Sahitya-kaumudi by Baladeva Vidyabhushana

by Gaurapada Dāsa | 2015 | 234,703 words

Baladeva Vidyabhusana’s Sahitya-kaumudi covers all aspects of poetical theory except the topic of dramaturgy. All the definitions of poetical concepts are taken from Mammata’s Kavya-prakasha, the most authoritative work on Sanskrit poetical rhetoric. Baladeva Vidyabhushana added the eleventh chapter, where he expounds additional ornaments from Visv...
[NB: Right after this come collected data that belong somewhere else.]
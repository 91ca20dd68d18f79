//! Run coordination for notifyrun.
//!
//! This crate owns everything downstream of the pending-trigger slot: the
//! command to run, how it is executed, and the loop that decides when the
//! watch session is over.
//!
//! # Session Lifecycle
//!
//! ```text
//! SessionConfig ─► validate ─► CommandSpec::parse ─► IgnoreRules
//!                                                        │
//!        NotificationSource::watch (each path) ◄─────────┘
//!                          │
//!                          ▼
//!      Batcher task ──trigger slot──► RunCoordinator ──► CommandExecutor
//!                                          ▲
//!                  backend errors ─────────┘
//! ```
//!
//! A session returns only with a [`SessionError`]: a launch failure, a
//! backend error, or a configuration problem found before the first run.
//!
//! # Usage
//!
//! ```no_run
//! use nr_core::SessionConfig;
//!
//! # async fn example() -> Result<(), nr_runner::SessionError> {
//! let config = SessionConfig::new(["./src"], "make build");
//! nr_runner::run_session(&config).await?;
//! # Ok(())
//! # }
//! ```

#![deny(clippy::all)]
#![warn(missing_docs)]

pub mod command;
pub mod coordinator;
pub mod error;
pub mod executor;
pub mod session;

pub use command::CommandSpec;
pub use coordinator::{RunCoordinator, SessionState, TriggerSource};
pub use error::SessionError;
pub use executor::{CommandExecutor, ProcessExecutor, RunOutcome};
pub use session::{Session, run_session, run_session_with};
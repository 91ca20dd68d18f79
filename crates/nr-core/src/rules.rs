//! Ignore rules.
//!
//! [`IgnoreRules`] holds the two sets consulted for every notification: exact
//! subjects to ignore, and change kinds to ignore. Both are fixed when the
//! rules are built and only read afterwards.
//!
//! Subjects are compared as strings, not as path components: `./src//a.go`
//! and `./src/a.go/` do not match `./src/a.go`.

use camino::{Utf8Path, Utf8PathBuf};

use crate::config::SessionConfig;
use crate::error::ConfigError;
use crate::hash::{FxHashSet, fx_hash_set};
use crate::types::{ChangeKind, ChangeKinds};

/// Immutable ignore rules for a watch session.
///
/// # Examples
///
/// ```
/// use camino::Utf8Path;
/// use nr_core::{ChangeKind, ChangeKinds, IgnoreRules};
///
/// let rules = IgnoreRules::new(["./src/gen.go"], [ChangeKind::Chmod]);
/// assert!(rules.ignores_subject(Utf8Path::new("./src/gen.go")));
/// assert!(rules.ignores_all(&ChangeKinds::single(ChangeKind::Chmod)));
/// assert!(!rules.ignores_all(&ChangeKinds::single(ChangeKind::Write)));
/// ```
#[derive(Debug, Clone, Default)]
pub struct IgnoreRules {
    subjects: FxHashSet<String>,
    kinds: FxHashSet<ChangeKind>,
}

impl IgnoreRules {
    /// Builds rules from explicit subjects and kinds.
    #[must_use]
    pub fn new<P>(
        subjects: impl IntoIterator<Item = P>,
        kinds: impl IntoIterator<Item = ChangeKind>,
    ) -> Self
    where
        P: Into<Utf8PathBuf>,
    {
        Self {
            subjects: subjects
                .into_iter()
                .map(|subject| Into::<Utf8PathBuf>::into(subject).into_string())
                .collect(),
            kinds: kinds.into_iter().collect(),
        }
    }

    /// Rules that ignore nothing.
    #[must_use]
    pub fn none() -> Self {
        Self {
            subjects: fx_hash_set(),
            kinds: fx_hash_set(),
        }
    }

    /// Builds rules from a session configuration, parsing the kind labels.
    pub fn from_config(config: &SessionConfig) -> Result<Self, ConfigError> {
        let kinds = config
            .ignore_events
            .iter()
            .map(|label| label.parse::<ChangeKind>())
            .collect::<Result<Vec<_>, _>>()?;
        Ok(Self::new(config.ignore_paths.iter().cloned(), kinds))
    }

    /// Returns `true` if `subject` exactly matches an ignored subject.
    #[inline]
    #[must_use]
    pub fn ignores_subject(&self, subject: &Utf8Path) -> bool {
        self.subjects.contains(subject.as_str())
    }

    /// Returns `true` if `kind` is ignored.
    #[inline]
    #[must_use]
    pub fn ignores_kind(&self, kind: ChangeKind) -> bool {
        self.kinds.contains(&kind)
    }

    /// Returns `true` if every kind in `kinds` is ignored.
    ///
    /// An empty set is never considered ignored: only notifications that
    /// affirmatively carry nothing but ignored kinds are suppressed.
    #[must_use]
    pub fn ignores_all(&self, kinds: &ChangeKinds) -> bool {
        !kinds.is_empty() && kinds.iter().all(|kind| self.ignores_kind(kind))
    }
}
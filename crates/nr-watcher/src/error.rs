//! Error types for the nr-watcher crate.
//!
//! This module provides the [`WatchError`] type for errors raised while
//! registering watch subjects or delivered by the watch backend.

use camino::Utf8PathBuf;

/// Errors that can occur during file watching.
///
/// Every variant is fatal to a watch session:
///
/// - **Notify errors** ([`WatchError::Notify`]): the backend is compromised
/// - **Path not found** ([`WatchError::PathNotFound`]): subject cannot be watched
/// - **Overflow** ([`WatchError::Overflow`]): the backend dropped events
///
/// # Examples
///
/// ```
/// use nr_watcher::WatchError;
///
/// let err = WatchError::path_not_found("./src");
/// assert_eq!(err.to_string(), "path does not exist: ./src");
/// ```
#[derive(Debug, thiserror::Error)]
pub enum WatchError {
    /// The notify backend failed to start, to register a path, or while watching.
    #[error("notify watcher error: {0}")]
    Notify(#[from] notify::Error),

    /// The path to watch does not exist.
    #[error("path does not exist: {0}")]
    PathNotFound(Utf8PathBuf),

    /// The backend's event queue overflowed and changes were lost.
    #[error("watch backend event queue overflowed, changes were lost")]
    Overflow,
}

impl WatchError {
    /// Creates a new [`WatchError::PathNotFound`] error.
    #[inline]
    pub fn path_not_found(path: impl Into<Utf8PathBuf>) -> Self {
        Self::PathNotFound(path.into())
    }
}
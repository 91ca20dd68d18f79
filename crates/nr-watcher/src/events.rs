//! Conversion from notify backend events to [`ChangeNotification`]s.
//!
//! # Event Flow
//!
//! ```text
//! notify::Event (kind + N paths)
//!        │
//!        ├── Rescan flag → WatchError::Overflow (events were lost)
//!        ├── Access(_)   → dropped (reads are not changes)
//!        │
//!        ▼
//!   ChangeKinds mapped once
//!        │
//!        ▼
//!   one ChangeNotification per UTF-8 path
//! ```

use camino::Utf8PathBuf;
use notify::EventKind;
use notify::event::ModifyKind;

use nr_core::{ChangeKind, ChangeKinds, ChangeNotification};

use crate::error::WatchError;

/// Maps a backend event kind to the change kinds it reports.
///
/// Returns `None` for access events, which are not changes. `Any` and
/// `Other` carry no recognisable operation and map to an empty set; the
/// filter treats those as accepted.
///
/// # Examples
///
/// ```
/// use notify::EventKind;
/// use notify::event::{CreateKind, MetadataKind, ModifyKind};
/// use nr_core::ChangeKind;
/// use nr_watcher::events::change_kinds;
///
/// let kinds = change_kinds(&EventKind::Create(CreateKind::File)).unwrap();
/// assert!(kinds.contains(ChangeKind::Create));
///
/// let kinds = change_kinds(&EventKind::Modify(ModifyKind::Metadata(MetadataKind::Permissions)))
///     .unwrap();
/// assert!(kinds.contains(ChangeKind::Chmod));
/// ```
#[must_use]
pub fn change_kinds(kind: &EventKind) -> Option<ChangeKinds> {
    let kinds = match kind {
        EventKind::Access(_) => return None,
        EventKind::Create(_) => ChangeKinds::single(ChangeKind::Create),
        EventKind::Modify(ModifyKind::Metadata(_)) => ChangeKinds::single(ChangeKind::Chmod),
        EventKind::Modify(ModifyKind::Name(_)) => ChangeKinds::single(ChangeKind::Rename),
        EventKind::Modify(ModifyKind::Data(_) | ModifyKind::Any | ModifyKind::Other) => {
            ChangeKinds::single(ChangeKind::Write)
        }
        EventKind::Remove(_) => ChangeKinds::single(ChangeKind::Remove),
        EventKind::Any | EventKind::Other => ChangeKinds::new(),
    };
    Some(kinds)
}

/// Splits a backend event into one notification per reported path.
///
/// Paths that are not valid UTF-8 are logged and skipped. An event with no
/// paths has no subject to classify and yields nothing.
///
/// # Errors
///
/// Returns [`WatchError::Overflow`] for an event flagged as needing a
/// rescan: the backend has dropped events and can no longer be trusted.
pub fn notifications_from_event(
    event: notify::Event,
) -> Result<Vec<ChangeNotification>, WatchError> {
    if event.need_rescan() {
        return Err(WatchError::Overflow);
    }

    let Some(kinds) = change_kinds(&event.kind) else {
        tracing::trace!(kind = ?event.kind, paths = ?event.paths, "Dropping access event");
        return Ok(Vec::new());
    };

    if event.paths.is_empty() {
        tracing::trace!(kind = ?event.kind, "Dropping event without paths");
        return Ok(Vec::new());
    }

    Ok(event
        .paths
        .into_iter()
        .filter_map(|path| match Utf8PathBuf::try_from(path) {
            Ok(subject) => Some(ChangeNotification::new(subject, kinds.clone())),
            Err(e) => {
                let invalid_path = e.into_path_buf();
                tracing::warn!(
                    path = %invalid_path.display(),
                    "Skipping non-UTF-8 path in change notification"
                );
                None
            }
        })
        .collect())
}
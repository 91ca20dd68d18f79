//! Change notification source backed by the `notify` crate.
//!
//! # Architecture
//!
//! ```text
//! ┌───────────────────────────────────────────────────────────┐
//! │              notify backend thread (inotify, ...)         │
//! │  ┌────────────────────┐  ┌──────────────────────────────┐ │
//! │  │ RecommendedWatcher │─►│ callback                     │ │
//! │  │                    │  │  Ok(event) → notifications   │ │
//! │  │                    │  │  Err(e)    → WatchError      │ │
//! │  └────────────────────┘  └───────┬──────────────┬───────┘ │
//! └──────────────────────────────────│──────────────│─────────┘
//!                              send  │              │ send
//!                                    ▼              ▼
//! ┌───────────────────────────────────────────────────────────┐
//! │                    Async Runtime (tokio)                  │
//! │   UnboundedReceiver<ChangeNotification> → Batcher         │
//! │   UnboundedReceiver<WatchError>         → RunCoordinator  │
//! └───────────────────────────────────────────────────────────┘
//! ```
//!
//! Notifications and errors travel on separate channels: errors bypass
//! filtering entirely and end the session.

use camino::{Utf8Path, Utf8PathBuf};
use notify::{RecommendedWatcher, RecursiveMode, Watcher};
use tokio::sync::mpsc;

use nr_core::ChangeNotification;

use crate::error::WatchError;
use crate::events::notifications_from_event;

/// Receiver for change notifications.
pub type NotificationStream = mpsc::UnboundedReceiver<ChangeNotification>;

/// Receiver for terminal backend errors.
pub type ErrorStream = mpsc::UnboundedReceiver<WatchError>;

/// A notify watcher plus the two channels it feeds.
///
/// # Lifecycle
///
/// 1. **Creation**: [`NotificationSource::new`] starts the backend.
/// 2. **Registration**: [`NotificationSource::watch`] adds each subject. Any
///    failure is returned immediately and dropping the source releases the
///    backend.
/// 3. **Streaming**: [`NotificationSource::into_parts`] hands out the
///    receivers and a [`WatchGuard`] that owns the backend for the rest of
///    the session.
///
/// # Examples
///
/// ```no_run
/// use camino::Utf8Path;
/// use nr_watcher::NotificationSource;
///
/// # fn example() -> Result<(), nr_watcher::WatchError> {
/// let mut source = NotificationSource::new(false)?;
/// source.watch(Utf8Path::new("./src"))?;
/// let (_guard, mut notifications, mut errors) = source.into_parts();
/// # Ok(())
/// # }
/// ```
pub struct NotificationSource {
    watcher: RecommendedWatcher,
    mode: RecursiveMode,
    watched: Vec<Utf8PathBuf>,
    event_rx: NotificationStream,
    error_rx: ErrorStream,
}

impl std::fmt::Debug for NotificationSource {
    fn fmt(&self, f: &mut std::fmt::Formatter<'_>) -> std::fmt::Result {
        f.debug_struct("NotificationSource")
            .field("mode", &self.mode)
            .field("watched", &self.watched)
            .finish_non_exhaustive()
    }
}

impl NotificationSource {
    /// Starts the platform's recommended watch backend.
    ///
    /// Nothing is watched until [`watch`](Self::watch) is called.
    pub fn new(recursive: bool) -> Result<Self, WatchError> {
        let (event_tx, event_rx) = mpsc::unbounded_channel();
        let (error_tx, error_rx) = mpsc::unbounded_channel();

        let watcher = notify::recommended_watcher(move |res: notify::Result<notify::Event>| {
            dispatch(res, &event_tx, &error_tx);
        })?;

        let mode = if recursive {
            RecursiveMode::Recursive
        } else {
            RecursiveMode::NonRecursive
        };

        Ok(Self {
            watcher,
            mode,
            watched: Vec::new(),
            event_rx,
            error_rx,
        })
    }

    /// Registers one watch subject.
    ///
    /// # Errors
    ///
    /// Returns [`WatchError::PathNotFound`] if the path doesn't exist, or
    /// [`WatchError::Notify`] if the backend refuses it.
    pub fn watch(&mut self, path: &Utf8Path) -> Result<(), WatchError> {
        if !path.exists() {
            return Err(WatchError::path_not_found(path));
        }
        self.watcher.watch(path.as_std_path(), self.mode)?;
        self.watched.push(path.to_owned());
        tracing::info!(path = %path, recursive = matches!(self.mode, RecursiveMode::Recursive), "Watching");
        Ok(())
    }

    /// Returns the registered subjects, in registration order.
    #[must_use]
    pub fn watched(&self) -> &[Utf8PathBuf] {
        &self.watched
    }

    /// Splits the source into its backend guard and its two streams.
    #[must_use]
    pub fn into_parts(self) -> (WatchGuard, NotificationStream, ErrorStream) {
        let guard = WatchGuard {
            watcher: self.watcher,
            watched: self.watched,
        };
        (guard, self.event_rx, self.error_rx)
    }
}

/// Routes one backend callback result to the notification or error channel.
fn dispatch(
    res: notify::Result<notify::Event>,
    event_tx: &mpsc::UnboundedSender<ChangeNotification>,
    error_tx: &mpsc::UnboundedSender<WatchError>,
) {
    let error = match res.map_err(WatchError::from).and_then(notifications_from_event) {
        Ok(notifications) => {
            for notification in notifications {
                if event_tx.send(notification).is_err() {
                    tracing::debug!("Notification channel closed, dropping event");
                    break;
                }
            }
            return;
        }
        Err(error) => error,
    };

    tracing::warn!(error = %error, "Watch backend error");
    let _ = error_tx.send(error);
}

/// Owns the watch backend for the lifetime of a session.
///
/// Dropping the guard unregisters every subject and stops the backend, after
/// which both streams report closed once drained.
pub struct WatchGuard {
    watcher: RecommendedWatcher,
    watched: Vec<Utf8PathBuf>,
}

impl std::fmt::Debug for WatchGuard {
    fn fmt(&self, f: &mut std::fmt::Formatter<'_>) -> std::fmt::Result {
        f.debug_struct("WatchGuard")
            .field("watched", &self.watched)
            .finish_non_exhaustive()
    }
}

impl WatchGuard {
    /// Returns the watched subjects.
    #[must_use]
    pub fn watched(&self) -> &[Utf8PathBuf] {
        &self.watched
    }
}

impl Drop for WatchGuard {
    fn drop(&mut self) {
        for path in &self.watched {
            if let Err(error) = self.watcher.unwatch(path.as_std_path()) {
                tracing::debug!(path = %path, error = %error, "Failed to unwatch path");
            }
        }
        tracing::info!(paths = self.watched.len(), "File watcher stopped");
    }
}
नियतारोपणोपायः स्याद् आरोपः परस्य सः ।
तत् परम्परितं श्लिष्टे वाचके भेद-भाजि वा ॥ १०.९५ ॥

niyatāropaṇopāyaḥ syād āropaḥ parasya saḥ |
tat paramparitaṃ śliṣṭe vācake bheda-bhāji vā ||10.95||

niyata—of the thing established (the contextual entity) (the main upameya); āropaṇa—of the superimposition; upāyaḥ—the means (the cause); syāt—is; āropaḥ—the superimposition; parasya—of another [upameya]; saḥ—that [superimposition]; tat—that [metaphor]; paramparitam—called paramparita (“a sequence has occurred in this [by the relation of cause and effect[1] ]”); śliṣṭe—which is paronomastic; vācake—in a literally expressive word (compound); bheda-bhāji—nonparonomastic (“it partakes of a difference”); —or.

When one metaphor is the cause of the main metaphor, that is a paramparita rūpaka (consequential metaphors, i.e. one metaphor causes the other). The causal metaphor is either paronomastic or nonparonomastic.

parasya yasya kasyacid āropaś cen niyatasya prakṛtasyānyatādātmyāropaṇe hetuḥ syāt, tadā paramparitaṃ nāma rūpakam. tatra parasya vācakaṃ śliṣṭaṃ bhinnaṃ veti dvi-vidham api kevalaṃ mālā-rūpaṃ ceti catur-vidhaṃ tat.

If the superimposition of some other thing is the cause of the superimposition of another sameness of identity unto the contextual thing (prakṛta), then the two metaphors as a whole are called paramparita rūpaka. It has two varieties, since the word literally expressive of the other thing is either paronomastic or nonparonomastic. And each paramparita is either single (one pair) or serial. Thus there are four kinds of paramparita rūpakas.

Commentary:

The difference between a regular metaphor (niraṅga) and the main metaphor in a paramparita rūpaka is that the latter is far-fetched therefore it needs to be substantiated. In paramparita rūpaka, often the main metaphor borders on an utprekṣā.

Footnotes and references:

[1]:

kārya-kāraṇa-bhāva-rūpā paramparā sañjāto’treti vyutpatteḥ (Kāvya-pradīpa). The suffix in paramparita is ita[c] (tad asya sañjātaṃ tārakādibhya itac, Aṣṭādhyāyī 5.2.36).